Conclusions: The most likely mechanism of generation of X-alignments involves large chromosomal inversions that reverse the genomic sequence symmetrically around the origin of replication. The finding of these X-alignments between many pairs of species suggests that chromosomal inversions around the origin are a common feature of bacterial genome evolution.

Figure 1

Between-species whole-genome DNA alignments. Plots of maximally unique matching subsequences (MUMs) between genomes as identified by the MUMmer program. (a)V. cholerae chrI forward strand versus E. coli forward strand. (b)E. coli forward versus V. cholerae chrI reverse. (c)V. cholerae chrI versus E. coli, forward and reverse overlaid. (d)S. pneumoniae forward versus S. pyogenes forward and reverse overlaid. (e)M. tuberculosis forward versus M. leprae forward and reverse overlaid. A point (x, y) indicates a DNA sequence that occurs once within each genome, at location x in one genome and at location y in the other genome. The matching sequences may occur on either the forward or the reverse strand; in either case, the locations indicate the 5' end of the sequences. The point (0,0) corresponds to the origin of replication for each genome.

Figure 2

Whole-genome proteome alignments. Plots show the chromosome locations of pairs of predicted proteins that have significant similarity (on the basis of fasta3 comparisons). (a)V. cholerae chrI versus E. coli. All significant matches for each V. cholerae ORF are shown. (b)V. cholerae chrI versus E. coli, top matches. Only the best match for each V. cholerae ORF is shown. The filtering for top matches for each ORF removes noise due to the presence of many large multigene families. This X-alignment is highly statistically significant (Table 2). (c)Chlamydia trachomatis versus C. pneumoniae, top matches. Only the best match for each C. trachomatis ORF is shown. The position of the origins (R) and termini (T) of replication are slightly shifted to see the inversions better. This pattern is consistent with the occurrence a small number of inversions around the origin and terminus in the two lineages since their divergence from a common ancestor (see Figure 4). (d)V. cholerae chrI versus V. cholerae chrI, self-alignment. Only recently duplicated pairs of genes are shown. Recent duplications were operationally defined as those genes that were more similar to another gene in V. cholerae than to any gene in any other complete genome sequence.
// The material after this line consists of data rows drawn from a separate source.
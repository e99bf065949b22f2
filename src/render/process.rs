use std::io::{ErrorKind, Read, Write};
use std::process::{Command, ExitStatus, Stdio};
use std::sync::mpsc::{self, Receiver, RecvTimeoutError};
use std::thread;
use std::time::{Duration, Instant};

use tracing::{trace, warn};

use crate::error::{ChartError, ChartResult};

const POLL_INTERVAL: Duration = Duration::from_millis(10);

#[derive(Debug)]
pub(crate) struct ProcessOutput {
    pub status: ExitStatus,
    pub stdout: String,
    pub stderr: String,
}

impl ProcessOutput {
    /// Stdout on success; otherwise the trimmed stderr as a render failure.
    pub fn into_stdout(self, operation: &str) -> ChartResult<String> {
        if !self.status.success() {
            let stderr = self.stderr.trim();
            let detail = if stderr.is_empty() {
                "unknown error occurred"
            } else {
                stderr
            };
            return Err(ChartError::RenderFailure(format!(
                "{operation} exited with {}: {detail}",
                self.status
            )));
        }
        let stdout = self.stdout.trim();
        if stdout.is_empty() {
            return Err(ChartError::RenderFailure(format!(
                "{operation} produced no output"
            )));
        }
        Ok(stdout.to_owned())
    }
}

/// Runs `command` to completion or until `timeout`, whichever comes first.
///
/// Stdout and stderr are drained on helper threads so a chatty child never
/// blocks on a full pipe; `stdin_payload` is written from its own thread for
/// the same reason. On timeout the child is killed and reaped. The deadline
/// also covers draining: a descendant that keeps the pipes open after the
/// child exits still ends the call with `RenderTimeout`.
pub(crate) fn run_with_timeout(
    mut command: Command,
    stdin_payload: Option<Vec<u8>>,
    timeout: Duration,
    operation: &str,
) -> ChartResult<ProcessOutput> {
    command
        .stdin(if stdin_payload.is_some() {
            Stdio::piped()
        } else {
            Stdio::null()
        })
        .stdout(Stdio::piped())
        .stderr(Stdio::piped());

    let started = Instant::now();
    let deadline = started
        .checked_add(timeout)
        .ok_or_else(|| ChartError::validation(format!("{operation} timeout is out of range")))?;

    let mut child = command.spawn().map_err(|e| match e.kind() {
        ErrorKind::ArgumentListTooLong => ChartError::RenderFailure(format!(
            "{operation} payload exceeds the OS argument size limit: {e}"
        )),
        _ => ChartError::GatewayUnavailable(format!(
            "failed to spawn {operation} ({}): {e}",
            command.get_program().to_string_lossy()
        )),
    })?;

    let stdout = drain(child.stdout.take());
    let stderr = drain(child.stderr.take());
    if let (Some(payload), Some(mut stdin)) = (stdin_payload, child.stdin.take()) {
        let bytes = payload.len();
        thread::spawn(move || {
            if let Err(e) = stdin.write_all(&payload) {
                trace!(error = %e, bytes, "child closed stdin before payload was written");
            }
        });
    }

    let timed_out = || {
        warn!(operation, timeout_ms = timeout.as_millis(), "subprocess timed out");
        ChartError::RenderTimeout {
            operation: operation.to_owned(),
            timeout_ms: timeout.as_millis(),
        }
    };
    let status = loop {
        match child.try_wait() {
            Ok(Some(status)) => break status,
            Ok(None) => {}
            Err(e) => {
                return Err(ChartError::RenderFailure(format!(
                    "failed waiting for {operation}: {e}"
                )));
            }
        }
        if Instant::now() >= deadline {
            let _ = child.kill();
            let _ = child.wait();
            return Err(timed_out());
        }
        thread::sleep(POLL_INTERVAL);
    };

    let output = ProcessOutput {
        status,
        stdout: collect(stdout, deadline).map_err(|_| timed_out())?,
        stderr: collect(stderr, deadline).map_err(|_| timed_out())?,
    };
    trace!(
        operation,
        status = %output.status,
        stdout_bytes = output.stdout.len(),
        stderr_bytes = output.stderr.len(),
        elapsed_ms = started.elapsed().as_millis(),
        "subprocess finished"
    );
    Ok(output)
}

fn drain<R: Read + Send + 'static>(pipe: Option<R>) -> Option<Receiver<String>> {
    pipe.map(|mut pipe| {
        let (sender, receiver) = mpsc::channel();
        thread::spawn(move || {
            let mut buffer = Vec::new();
            let _ = pipe.read_to_end(&mut buffer);
            let _ = sender.send(String::from_utf8_lossy(&buffer).into_owned());
        });
        receiver
    })
}

/// Waits for a drained pipe until `deadline`; the reader thread is left
/// behind when the pipe is still held open at that point.
fn collect(
    receiver: Option<Receiver<String>>,
    deadline: Instant,
) -> Result<String, RecvTimeoutError> {
    let Some(receiver) = receiver else {
        return Ok(String::new());
    };
    match receiver.recv_timeout(deadline.saturating_duration_since(Instant::now())) {
        Ok(text) => Ok(text),
        Err(RecvTimeoutError::Disconnected) => Ok(String::new()),
        Err(RecvTimeoutError::Timeout) => Err(RecvTimeoutError::Timeout),
    }
}
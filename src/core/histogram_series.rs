use serde::{Deserialize, Serialize};
use tracing::{debug, trace};

use crate::error::{ChartError, ChartResult};

/// Counted histogram bin spanning `[bin_start, bin_end)`; the last bin of a
/// histogram is closed on the right.
#[derive(Debug, Clone, Copy, PartialEq, Serialize, Deserialize)]
#[serde(rename_all = "camelCase")]
pub struct HistogramBin {
    pub bin_start: f64,
    pub bin_end: f64,
    pub count: u64,
}

impl HistogramBin {
    #[must_use]
    pub fn midpoint(self) -> f64 {
        (self.bin_start + self.bin_end) * 0.5
    }

    #[must_use]
    pub fn width(self) -> f64 {
        self.bin_end - self.bin_start
    }
}

/// How histogram edges are chosen.
#[derive(Debug, Clone, PartialEq)]
pub enum BinSpec {
    /// Equal-width bins from the minimum to the maximum value.
    Count(usize),
    /// Explicit, strictly increasing edges; `edges.len() - 1` bins.
    Edges(Vec<f64>),
}

impl Default for BinSpec {
    fn default() -> Self {
        BinSpec::Count(20)
    }
}

impl From<usize> for BinSpec {
    fn from(count: usize) -> Self {
        BinSpec::Count(count)
    }
}

impl From<Vec<f64>> for BinSpec {
    fn from(edges: Vec<f64>) -> Self {
        BinSpec::Edges(edges)
    }
}

impl From<&[f64]> for BinSpec {
    fn from(edges: &[f64]) -> Self {
        BinSpec::Edges(edges.to_vec())
    }
}

/// Resolves bin edges for `values`.
///
/// With a bin count the edges run linearly from min to max (the last edge is
/// pinned to the exact maximum). Edges that round onto their neighbor in f64
/// are skipped, so a narrow range at large magnitude gets fewer bins than
/// requested. When every value is equal a single bin of width 1.0 centered
/// on the value is produced regardless of the count.
pub fn histogram_edges(values: &[f64], bins: &BinSpec) -> ChartResult<Vec<f64>> {
    match bins {
        BinSpec::Count(0) => Err(ChartError::validation(
            "histogram bin count must be >= 1",
        )),
        BinSpec::Count(count) => {
            let (min, max) = value_range(values)?;
            if min == max {
                return Ok(vec![min - 0.5, max + 0.5]);
            }

            let count = *count;
            let width = (max - min) / count as f64;
            let mut edges: Vec<f64> = Vec::with_capacity(count + 1);
            for i in 0..count {
                let edge = min + i as f64 * width;
                if edges.last().is_none_or(|last| edge > *last) {
                    edges.push(edge);
                }
            }
            while edges.last().is_some_and(|last| *last >= max) {
                edges.pop();
            }
            edges.push(max);
            if edges.len() - 1 < count {
                debug!(
                    requested = count,
                    bins = edges.len() - 1,
                    "histogram edges collapsed in f64; using fewer bins"
                );
            }
            Ok(edges)
        }
        BinSpec::Edges(edges) => {
            if edges.len() < 2 {
                return Err(ChartError::validation(format!(
                    "histogram needs at least 2 bin edges, got {}",
                    edges.len()
                )));
            }
            if edges.iter().any(|edge| !edge.is_finite()) {
                return Err(ChartError::validation("histogram bin edges must be finite"));
            }
            ensure_strictly_increasing(edges)?;
            Ok(edges.clone())
        }
    }
}

/// Counts `values` into the bins described by `edges`.
///
/// Each value lands in the first bin whose range contains it. Values outside
/// `[edges[0], edges[last]]` are dropped without being counted.
#[must_use]
pub fn count_into_bins(values: &[f64], edges: &[f64]) -> Vec<HistogramBin> {
    if edges.len() < 2 {
        return Vec::new();
    }

    let bin_count = edges.len() - 1;
    let first = edges[0];
    let last = edges[bin_count];
    let mut counts = vec![0_u64; bin_count];
    let mut dropped = 0_usize;

    for &value in values {
        if !(first..=last).contains(&value) {
            dropped += 1;
            continue;
        }
        let index = if value == last {
            bin_count - 1
        } else {
            edges.partition_point(|edge| *edge <= value) - 1
        };
        counts[index] += 1;
    }

    if dropped > 0 {
        trace!(dropped, first, last, "histogram values outside bin edges");
    }

    edges
        .windows(2)
        .zip(counts)
        .map(|(pair, count)| HistogramBin {
            bin_start: pair[0],
            bin_end: pair[1],
            count,
        })
        .collect()
}

/// Resolves edges and counts in one step.
pub fn build_histogram(values: &[f64], bins: &BinSpec) -> ChartResult<Vec<HistogramBin>> {
    let edges = histogram_edges(values, bins)?;
    Ok(count_into_bins(values, &edges))
}

fn value_range(values: &[f64]) -> ChartResult<(f64, f64)> {
    if values.is_empty() {
        return Err(ChartError::validation(
            "histogram requires at least one value",
        ));
    }
    let mut min = f64::INFINITY;
    let mut max = f64::NEG_INFINITY;
    for &value in values {
        min = min.min(value);
        max = max.max(value);
    }
    Ok((min, max))
}

fn ensure_strictly_increasing(edges: &[f64]) -> ChartResult<()> {
    if let Some(index) = edges.windows(2).position(|pair| pair[0] >= pair[1]) {
        return Err(ChartError::validation(format!(
            "histogram bin edges must be strictly increasing (edge {} >= edge {})",
            index,
            index + 1
        )));
    }
    Ok(())
}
The faint X-alignment is statistically significant (Table 2). No significant X-alignment was detected when all pairs of paralogs were included.

Figure 3

Within-genome DNA alignments. Plots of exactly matching sequences within four genomes as identified by the MUMmer program: (a)V. cholerae; (b)E. coli; (c)S. pyogenes; (d)S. pneumoniae. A point (x,y) indicates a DNA sequence that is repeated within the genome, occurring once at location x and again at location y. Points near the diagonal (y = x) correspond to tandem repeats. Points near the anti-diagonal (y = L - x, where L is genome length) correspond to repeats that occur at symmetric locations about the origin of location. The point (0,0) corresponds to the origin of replication in each plot. Statistically significant X-alignments occur in all four species (Table 1).

Figure 4

Schematic model of genome inversions. The model shows an initial speciation event, followed by a series of inversions in the different lineages (A and B). Inversions occur between the asterisks (^*). Numbers on the chromosome refer to hypothetical genes 1-32. At time point 1, the genomes of the two species are still co-linear (as indicated in the scatterplot of A1 versus B1). Between time point 1 and time point 2, each species (A and B) undergoes a large inversion about the terminus (as indicated in the scatterplots of A1 versus A2 and B1 versus B2). This results in the between-species scatterplot looking as if there have been two nested inversions (A2 versus B2), similar to that seen for C. trachomatis versus C. pneumoniae (see Figure 2). Between time point 2 and time point 3 each species undergoes an additional inversion (as indicated in the scatterplots of B2 versus B3 and A2 versus A3). This results in the between-species scatterplots beginning to resemble an X-alignment, similar to that seen in M. tuberculosis versus M. leprae (see Figure 2).